Quando si parla dei Clash, è bene saperlo, si parla di un punk che vuole essere chiaro e libero, anche di diventare pop con Lost in the supermarket e surf con Clampdown. A fare la differenza era la voce di Joe Strummer, a metà tra il lamento e il confuso, ma perfetta per cantare il punk che veniva toccato dal cambiamento e dallo ska di Wrong ‘em Boyo – cover di Clive Alphonso – che suona tanto come una parodia di Obladi Oblada arricchita con fiati e pause che spingono il groove al massimo.

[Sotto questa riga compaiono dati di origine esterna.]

//! Re-reading a wheel and checking its `RECORD`

use std::io::Read;
use std::path::{Path, PathBuf};

use zip::ZipArchive;

use crate::metadata::{IntegrityRecord, RECORD_FILE, RecordRow};
use crate::{PackageError, Result};

/// A wheel whose `RECORD` matched its contents
#[derive(Debug)]
pub struct VerifiedWheel {
    /// The verified file
    pub path: PathBuf,

    /// Member names in archive order
    pub members: Vec<String>,

    /// The parsed `RECORD`, in the same order
    pub record: Vec<RecordRow>,
}

/// Open a wheel and check that `RECORD` describes it exactly
///
/// Every member must have exactly one row, in archive order, whose hash and
/// size match the member's bytes. The row of `RECORD` itself must leave both
/// fields empty.
pub fn verify_wheel(path: &Path) -> Result<VerifiedWheel> {
    let invalid = |reason: String| PackageError::InvalidRecord {
        path: path.to_path_buf(),
        reason,
    };

    let mut archive = ZipArchive::new(fs_err::File::open(path)?)?;

    let mut members = Vec::with_capacity(archive.len());
    for index in 0..archive.len() {
        let mut file = archive.by_index(index)?;
        let mut content = Vec::new();
        file.read_to_end(&mut content)?;
        members.push((file.name().to_string(), content));
    }

    let record_suffix = format!(".dist-info/{RECORD_FILE}");
    let mut records = members.iter().filter(|(name, _)| {
        name.strip_suffix(&record_suffix)
            .is_some_and(|dist_info| !dist_info.contains('/'))
    });
    let (record_path, record_content) = records
        .next()
        .ok_or_else(|| invalid("no .dist-info/RECORD member".to_string()))?;
    if records.next().is_some() {
        return Err(invalid("more than one RECORD member".to_string()));
    }

    let record_text = std::str::from_utf8(record_content)
        .map_err(|_| invalid("RECORD is not valid UTF-8".to_string()))?;
    let record = IntegrityRecord::parse(record_text)
        .map_err(|line| invalid(format!("malformed line {line}")))?;

    if record.len() != members.len() {
        return Err(invalid(format!(
            "{} rows for {} archive members",
            record.len(),
            members.len()
        )));
    }

    for (row, (name, content)) in record.iter().zip(&members) {
        if &row.path != name {
            return Err(invalid(format!(
                "expected a row for '{name}' but found '{}'",
                row.path
            )));
        }

        if name == record_path {
            if row.hash.is_some() || row.size.is_some() {
                return Err(invalid("the row for RECORD itself must be empty".to_string()));
            }
        } else if !row.matches(content) {
            return Err(invalid(format!("hash or size mismatch for '{name}'")));
        }
    }

    tracing::debug!("Verified {} members of {}", members.len(), path.display());

    Ok(VerifiedWheel {
        path: path.to_path_buf(),
        members: members.into_iter().map(|(name, _)| name).collect(),
        record,
    })
}

#[cfg(test)]
mod tests {
    use super::*;
    use crate::archiver::PackageWriter;
    use crate::manifest::ManifestEntry;
    use std::io::Write;
    use zip::write::SimpleFileOptions;

    #[test]
    fn test_verify_written_wheel() -> Result<()> {
        let output_dir = tempfile::tempdir()?;
        let path = output_dir.path().join("tool-1.0-py2.py3-none-any.whl");
        let entries = vec![
            ManifestEntry::new("tool.py", "x = 1\n"),
            ManifestEntry::new("tool-1.0.dist-info/METADATA", "Metadata-Version: 2.1\n"),
        ];
        PackageWriter::new(6).write(&path, &entries, "tool-1.0.dist-info/RECORD")?;

        let verified = verify_wheel(&path)?;
        assert_eq!(
            verified.members,
            vec![
                "tool.py",
                "tool-1.0.dist-info/METADATA",
                "tool-1.0.dist-info/RECORD"
            ]
        );
        assert_eq!(verified.record.len(), 3);

        Ok(())
    }

    #[test]
    fn test_verify_quoted_member_names() -> Result<()> {
        let output_dir = tempfile::tempdir()?;
        let path = output_dir.path().join("odd-1.0-py2.py3-none-any.whl");
        let entries = vec![
            ManifestEntry::new("odd/__init__.py", ""),
            ManifestEntry::new("odd/two\nlines, \"quoted\".txt", "data"),
        ];
        PackageWriter::new(6).write(&path, &entries, "odd-1.0.dist-info/RECORD")?;

        let verified = verify_wheel(&path)?;
        assert_eq!(verified.record.len(), 3);
        assert_eq!(verified.record[1].path, "odd/two\nlines, \"quoted\".txt");

        Ok(())
    }

    #[test]
    fn test_verify_detects_tampering() -> Result<()> {
        let output_dir = tempfile::tempdir()?;
        let path = output_dir.path().join("bad.whl");

        let record = format!(
            "tool.py,sha256={},6\ntool-1.0.dist-info/RECORD,,\n",
            crate::metadata::record_digest(b"x = 1\n")
        );

        let mut zip = zip::ZipWriter::new(fs_err::File::create(&path)?);
        zip.start_file("tool.py", SimpleFileOptions::default())?;
        zip.write_all(b"x = 2\n")?;
        zip.start_file("tool-1.0.dist-info/RECORD", SimpleFileOptions::default())?;
        zip.write_all(record.as_bytes())?;
        zip.finish()?;

        let err = verify_wheel(&path).unwrap_err();
        assert!(matches!(err, PackageError::InvalidRecord { .. }));
        assert!(err.to_string().contains("tool.py"));

        Ok(())
    }
}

Ascoltare “London Calling” dei Clash significa respirare un Regno Unito freddo, nei postumi di un party che ha portato vetri rotti sparsi sul pavimento, un odore di chiuso e un fischio assordante alle orecchie. I Clash sono quella band che ancora staziona nel locale, stanca ma mai scarica, che si ferma al bancone per le ultime cartucce di forza a condividere il drink dell’arrivederci e a commentare la serata appena finita. Se da una parte ci sono gli Exploited, i Misfits e tutte le band della corrente hardcore più estrema, i Clash sanno fare rumore senza distruggere.

Koka Kola, una critica all’industria americana nella sua accezione più deliberata, è l’esempio di una guerra senza armi, di una protesta pacifica: la band si scaglia contro l’America e lo fa con la musica, senza strillare sul microfono e con ogni strumento al proprio posto. Gli outsider sono il tema preferito di Strummer e soci, come è noto dal testo di The card cheat con un arrangiamento che sconfina nel sinfonico.

Sincretismo, si diceva, perché “London Calling” dei Clash interessa anche Elvis Presley per quanto riguarda la copertina del disco. Il fronte del doppio LP riprende, infatti, la grafica del primo disco di Elvis pubblicato nel 1956: Presley imbraccia la sua chitarra in un’immagine in bianco e nero, mentre per i Clash Paul Simonon sta per compiere una strage sul palco. Era il 20 settembre e la band i si trovava a New York durante il tour americano. Alla notizia che i responsabili avrebbero vietato al pubblico di ballare, Paul Simonon afferrò il suo Fender Precision Bass e lo impugnò come un’ascia.

Un’altra importantissima prova delle influenze adottate dalla band sono le cover presenti nel doppio LP. Oltre alla già citata Wrong ‘em Boyo si ricordano Brand new Cadillac di Vince Taylor e Revolution Rock di Jack Edwards e Danny Ray, la canzone più reggae di “London Calling” dei Clash. Esiste un prima e un dopo “London Calling”, specie se si parla del punk. Un disco così complesso e sincero, ma anche oltremodo avanzato per gli stereotipi che ancora imperavano sulla mentalità discografica di quegli anni, fu accettato più che positivamente anche da critici severi e non a caso riuscì a vendere due milioni di copie dopo i primi tempi dalla pubblicazione.

La sua particolarità è l’abbattimento di ogni luogo comune: il punk non era solamente un dito medio mostrato alla Regina – due dita che fanno la V, precisiamo – o una spilla da balia conficcata nei jeans. Il punk era anche quella voglia di cambiamento anarcoide ma ordinata e pensata, perché se si voleva affossare il sistema lo si poteva fare solamente facendo ordine nel proprio. “London Calling” dei Clash è questo: un sistema ordinato che può guardare dall’alto il resto, come su un palco. Come quando il pubblico non può ballare e lo strumento diventa un’arma con la quale sputare fuori tutto il dissenso.